At the first stage of the theory, we assume that under the influence of impurity ions, external electric fields and shock waves, the material already has an equilibrium neutral distribution of free electrons and holes with masses
${m}_{e}$ and
${m}_{h}$ for which: 1) the effective mass of electrons is
${m}_{e}^{*}\ll {m}_{h}^{*}$ -effective mass of holes; 2) the relaxation time of free electrons is
${\tau}_{re}\ll {\tau}_{rec}$ -the recombination time of the injected electrons and holes. We also emphasize that upon impact of the surface of a Ge, Si type semiconductor, an intermittent field injects valence electrons from atoms at lattice sites, turning them into cations; in the case of an insulator of the type Na^{+}Cl^{−} injection of bond electrons and the formation of light cations Na^{+} take place.

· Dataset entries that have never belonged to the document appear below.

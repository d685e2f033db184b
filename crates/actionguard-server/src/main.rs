// Copyright (c) 2025 Geoffrey Huntley <ghuntley@ghuntley.com>. All rights reserved.
// SPDX-License-Identifier: Proprietary

//! ActionGuard crash resolution runner.

use std::path::PathBuf;
use std::sync::Arc;
use std::time::Duration;

use actionguard_crash_core::{ComponentErrorId, ComponentId, ComponentStatus, CrashId, ProjectId};
use actionguard_server_crash::Reconciler;
use actionguard_server_resolve::CancellationToken;
use clap::{Parser, Subcommand};

mod commands;
mod logging;
mod version;
mod wiring;

/// Resolve crash reports to guarded actions and keep component health current.
#[derive(Parser, Debug)]
#[command(name = "actionguard-server", about = "ActionGuard crash resolution pipeline", version)]
struct Args {
	/// Config file (defaults to /etc/actionguard/server.toml)
	#[arg(long, global = true, env = "ACTIONGUARD_CONFIG")]
	config: Option<PathBuf>,

	#[command(subcommand)]
	command: Command,
}

#[derive(Subcommand, Debug)]
enum Command {
	/// Store crash reports from a JSON file (`-` for stdin)
	Ingest { path: PathBuf },
	/// Run the pipeline for one stored crash
	Process { crash_id: CrashId },
	/// Process one batch of unlinked crashes
	Batch,
	/// Process batches on an interval until interrupted
	Watch {
		/// Seconds between batches
		#[arg(long)]
		interval: Option<u64>,
	},
	/// Resync every component's crash count and status
	Recompute {
		#[arg(long)]
		project: Option<ProjectId>,
	},
	/// Pin a component's status
	SetStatus {
		component_id: ComponentId,
		status: ComponentStatus,
	},
	/// Return a component to automatic status
	ClearOverride { component_id: ComponentId },
	/// Archive an error record and recompute its component
	ArchiveError { error_id: ComponentErrorId },
	/// Print statuses for component identifiers
	Statuses {
		#[arg(long)]
		project: ProjectId,
		identifiers: Vec<String>,
	},
	/// Count guarded action invocations for crash-rate statistics
	RecordInvocation {
		#[arg(long)]
		project: ProjectId,
		identifier: String,
		#[arg(long)]
		app_version: Option<String>,
		#[arg(long, default_value_t = 1)]
		count: u64,
	},
	/// Create or update the database schema
	Migrate,
	/// Show version and build information
	Version,
}

#[tokio::main]
async fn main() -> anyhow::Result<()> {
	let args = Args::parse();

	if let Command::Version = args.command {
		println!("{}", version::format_version_info());
		return Ok(());
	}

	dotenvy::dotenv().ok();

	let config = match &args.config {
		Some(path) => actionguard_server_config::load_config_with_file(path)?,
		None => actionguard_server_config::load_config()?,
	};
	logging::init_tracing(&config.logging);

	let repository = wiring::open_store(&config).await?;
	let reconciler = Arc::new(Reconciler::new(repository.clone()));

	match args.command {
		Command::Ingest { path } => {
			for id in commands::ingest(repository.as_ref(), &path).await? {
				println!("{id}");
			}
		}
		Command::Process { crash_id } => {
			let orchestrator = wiring::orchestrator(&config, reconciler)?;
			commands::process(&orchestrator, crash_id).await?;
		}
		Command::Batch => {
			let runner = wiring::batch_runner(&config, reconciler)?;
			let cancel = cancel_on_ctrl_c();
			commands::batch(&runner, &cancel).await?;
		}
		Command::Watch { interval } => {
			let runner = wiring::batch_runner(&config, reconciler)?;
			let interval =
				Duration::from_secs(interval.unwrap_or(config.pipeline.watch_interval_secs).max(1));
			let cancel = cancel_on_ctrl_c();
			commands::watch(&runner, interval, &cancel).await?;
		}
		Command::Recompute { project } => {
			commands::recompute(&reconciler, project).await?;
		}
		Command::SetStatus {
			component_id,
			status,
		} => {
			commands::set_status(&reconciler, component_id, status).await?;
		}
		Command::ClearOverride { component_id } => {
			commands::clear_override(&reconciler, component_id).await?;
		}
		Command::ArchiveError { error_id } => {
			commands::archive_error(&reconciler, error_id).await?;
		}
		Command::Statuses {
			project,
			identifiers,
		} => {
			commands::statuses(&reconciler, project, &identifiers).await?;
		}
		Command::RecordInvocation {
			project,
			identifier,
			app_version,
			count,
		} => {
			commands::record_invocation(
				&reconciler,
				project,
				&identifier,
				app_version.as_deref(),
				count,
			)
			.await?;
		}
		Command::Migrate => {
			println!("migrations applied to {}", config.database.url);
		}
		Command::Version => unreachable!("version is printed before configuration is loaded"),
	}

	Ok(())
}

/// Token cancelled on the first Ctrl-C. In-flight crashes finish first.
fn cancel_on_ctrl_c() -> CancellationToken {
	let cancel = CancellationToken::new();
	let token = cancel.clone();
	tokio::spawn(async move {
		if tokio::signal::ctrl_c().await.is_ok() {
			tracing::info!("received shutdown signal, finishing in-flight crashes");
			token.cancel();
		}
	});
	cancel
}

#[cfg(test)]
mod tests {
	use super::*;

	#[test]
	fn parses_process_command() {
		let id = CrashId::new();
		let args = Args::try_parse_from(["actionguard-server", "process", &id.to_string()]).unwrap();
		assert!(matches!(args.command, Command::Process { crash_id } if crash_id == id));
	}

	#[test]
	fn parses_watch_interval_and_config() {
		let args = Args::try_parse_from([
			"actionguard-server",
			"watch",
			"--interval",
			"30",
			"--config",
			"/tmp/ag.toml",
		])
		.unwrap();
		assert!(matches!(args.command, Command::Watch { interval: Some(30) }));
		assert_eq!(args.config, Some(PathBuf::from("/tmp/ag.toml")));
	}

	#[test]
	fn parses_set_status() {
		let id = ComponentId::new();
		let args = Args::try_parse_from([
			"actionguard-server",
			"set-status",
			&id.to_string(),
			"maintenance",
		])
		.unwrap();
		assert!(matches!(
			args.command,
			Command::SetStatus { status: ComponentStatus::Maintenance, .. }
		));
	}

	#[test]
	fn parses_version_command() {
		let args = Args::try_parse_from(["actionguard-server", "version"]).unwrap();
		assert!(matches!(args.command, Command::Version));
	}

	#[test]
	fn rejects_malformed_crash_id() {
		assert!(Args::try_parse_from(["actionguard-server", "process", "42"]).is_err());
	}

	#[test]
	fn cli_definition_is_consistent() {
		use clap::CommandFactory;
		Args::command().debug_assert();
	}
}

Let us consider in the Cartesian coordinate system a certain volume *V* of crystalline material, where an alternating field
${E}_{x}^{if}$ acts in the generalized space of rectangular pulses along the *x* axis in the standing wave regime
${E}_{0x}^{if}\delta \left(t\right)$ and
$-{E}_{0x}^{if}\delta \left(t+\tau \right)$ (
$\tau $ is the pulse duration) [11] in the slip plane x0z. The field
${E}_{x}^{if}$ creates in the right (
$x>0$ ) and left (
$x<0$ ) half-spaces of volume *V *a pair of photoelectrons and cations forming two flat beams with velocities
${V}_{e}$ and
$-{V}_{e}$, while the cation velocities
${v}_{cat}$ in both half-spaces will be consider small:
${v}_{cat}\ll {V}_{e}$. Each beam in its half-space creates *δ*-ollisions, through which it interacts with the plasma, while the chains of photoelectrons emit and absorb longitudinal plasma waves—harmonics
$\mathrm{exp}\left[-i\left(kr-\omega t\right)\right]$ of only certain frequencies
${\omega}_{pw}$ and wave vector
${k}_{pw}$, selectable using equations

${\omega}_{pw}-{k}_{pw}{V}_{e}=0$ (9)

${\epsilon}_{l}\left({k}_{pw},{\omega}_{pw}\right)=0$ (10)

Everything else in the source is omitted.